Mike Bowen, the doctor who cared for most of the team when they suffered food poisoning on the day before the final, has told a shocked New Zealand public that he has identified an African herb which he believes was used deliberately to spike tea and coffee.

Rumours of the poisoning have been circulating since New Zealand lost 15-12 in front of a triumphant President Nelson Mandela, but team members have been reluctant to discuss them because they felt they would be accused of sour grapes.

However, in claims coinciding with the launch of his autobiography, Laurie Mains, the team coach, says an internal South African inquiry and a private detective he hired himself found that the team's drinks were spiked with a herb known locally as "Indian trick". The herb is odourless and tasteless but is reputed to induce symptoms similar to severe food poisoning.

"I've always thought it was likely [that the team was poisoned]," Dr Bowen said. "But I never had any evidence that anything was spiked." He said he had since heard that Indian trick would have produced the symptoms suffered by the team.

Mr Mains said his private investigator had established that a South African waitress known only as "Susie" had been paid to slip Indian trick into the team's tea and coffee on the eve of the final. He did not say, however, how he could be sure or who had paid the waitress.

"I just knew this was no case of ordinary old food poisoning," he said. "We were very, very sick, all but about four or five members of the whole touring party."

The sporting world remains sceptical about the claims, particularly since they coincide with the launch of Mr Mains' autobiography.
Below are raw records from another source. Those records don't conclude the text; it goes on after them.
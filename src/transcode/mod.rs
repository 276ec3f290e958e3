//! Conversion of uploads into the single canonical distribution format.

mod error;
mod resample;

use std::io::Cursor;
use std::sync::Arc;

use hound::{SampleFormat, WavSpec, WavWriter};

use crate::audio::{AudioDecoder, PcmBuffer, SampleDecoder};

pub use error::TranscodeError;

/// Largest channel count written to the canonical container.
pub const MAX_CHANNELS: usize = 8;
/// Lowest source sample rate accepted for conversion, in Hz.
pub const MIN_SOURCE_RATE: u32 = 8_000;
/// Highest source sample rate accepted for conversion, in Hz.
pub const MAX_SOURCE_RATE: u32 = 384_000;

/// Codec, container and rate every stored asset uses.
#[derive(Debug, Clone, Copy, PartialEq, Eq)]
pub struct CanonicalFormat {
    /// File extension of stored assets.
    pub extension: &'static str,
    /// MIME type served for stored assets.
    pub mime_type: &'static str,
    /// Output sample rate in Hz.
    pub sample_rate: u32,
    /// Bits per signed integer PCM sample.
    pub bits_per_sample: u16,
}

/// The system-wide storage format: 16-bit PCM WAV at 44.1 kHz.
pub const CANONICAL_FORMAT: CanonicalFormat = CanonicalFormat {
    extension: "wav",
    mime_type: "audio/wav",
    sample_rate: 44_100,
    bits_per_sample: 16,
};

/// Converts arbitrary input audio into a target format.
pub trait Transcoder: Send + Sync {
    /// Encode `bytes` as `target`.
    fn transcode(&self, bytes: &[u8], target: &CanonicalFormat) -> Result<Vec<u8>, TranscodeError>;
}

/// Decodes with a [`SampleDecoder`] and re-encodes as integer PCM WAV.
#[derive(Clone)]
pub struct WavTranscoder {
    decoder: Arc<dyn SampleDecoder>,
}

impl WavTranscoder {
    /// Transcoder decoding input with `decoder`.
    pub fn new(decoder: Arc<dyn SampleDecoder>) -> Self {
        Self { decoder }
    }
}

impl Default for WavTranscoder {
    fn default() -> Self {
        Self::new(Arc::new(AudioDecoder::new()))
    }
}

impl Transcoder for WavTranscoder {
    fn transcode(&self, bytes: &[u8], target: &CanonicalFormat) -> Result<Vec<u8>, TranscodeError> {
        let pcm = self.decoder.decode(bytes)?;
        if pcm.is_empty() {
            return Err(TranscodeError::NoAudio);
        }
        let channels = pcm.channel_count();
        if channels > MAX_CHANNELS {
            return Err(TranscodeError::UnsupportedChannels { channels });
        }
        let encoded = encode_pcm(&pcm, target)?;
        tracing::debug!(
            input_bytes = bytes.len(),
            output_bytes = encoded.len(),
            source_rate = pcm.sample_rate,
            channels,
            "Transcoded upload"
        );
        Ok(encoded)
    }
}

/// Resample and quantize `pcm` into a WAV payload for `target`.
///
/// Source rates outside `MIN_SOURCE_RATE..=MAX_SOURCE_RATE` are rejected.
pub fn encode_pcm(pcm: &PcmBuffer, target: &CanonicalFormat) -> Result<Vec<u8>, TranscodeError> {
    let channels = pcm.channel_count();
    let source_rate = pcm.sample_rate;
    if !(MIN_SOURCE_RATE..=MAX_SOURCE_RATE).contains(&source_rate) {
        return Err(TranscodeError::UnsupportedSampleRate { rate: source_rate });
    }
    let samples = resample::resample_linear(
        &pcm.interleaved(),
        channels,
        source_rate,
        target.sample_rate,
    );

    let spec = WavSpec {
        channels: channels as u16,
        sample_rate: target.sample_rate,
        bits_per_sample: target.bits_per_sample,
        sample_format: SampleFormat::Int,
    };
    let scale = ((1i64 << target.bits_per_sample.saturating_sub(1)) - 1).max(1) as f32;
    let mut cursor = Cursor::new(Vec::with_capacity(samples.len() * 2 + 44));
    {
        let mut writer = WavWriter::new(&mut cursor, spec)
            .map_err(|source| TranscodeError::Encode { source })?;
        for sample in samples {
            let quantized = (sample.clamp(-1.0, 1.0) * scale).round() as i32;
            writer
                .write_sample(quantized)
                .map_err(|source| TranscodeError::Encode { source })?;
        }
        writer
            .finalize()
            .map_err(|source| TranscodeError::Encode { source })?;
    }
    Ok(cursor.into_inner())
}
A fresh controversy is usually regarded as vital to the sales of sports books.

Some believe the fact that no official inquiry has ever been conducted by the New Zealand rugby authorities speaks volumes about how they view the claims. The new allegations were certainly not being taken seriously by the South Africans.

"It is ridiculous that they should be saying this," Beston Banda, first secretary of the South African Embassy's political section in London, said. "They stayed at a hotel, so their food and drinks were supplied at a neutral location. We denied the claims when they first began circulating, I have never heard of anything called Indian trick and, as far as we are concerned, we won the game fair and square."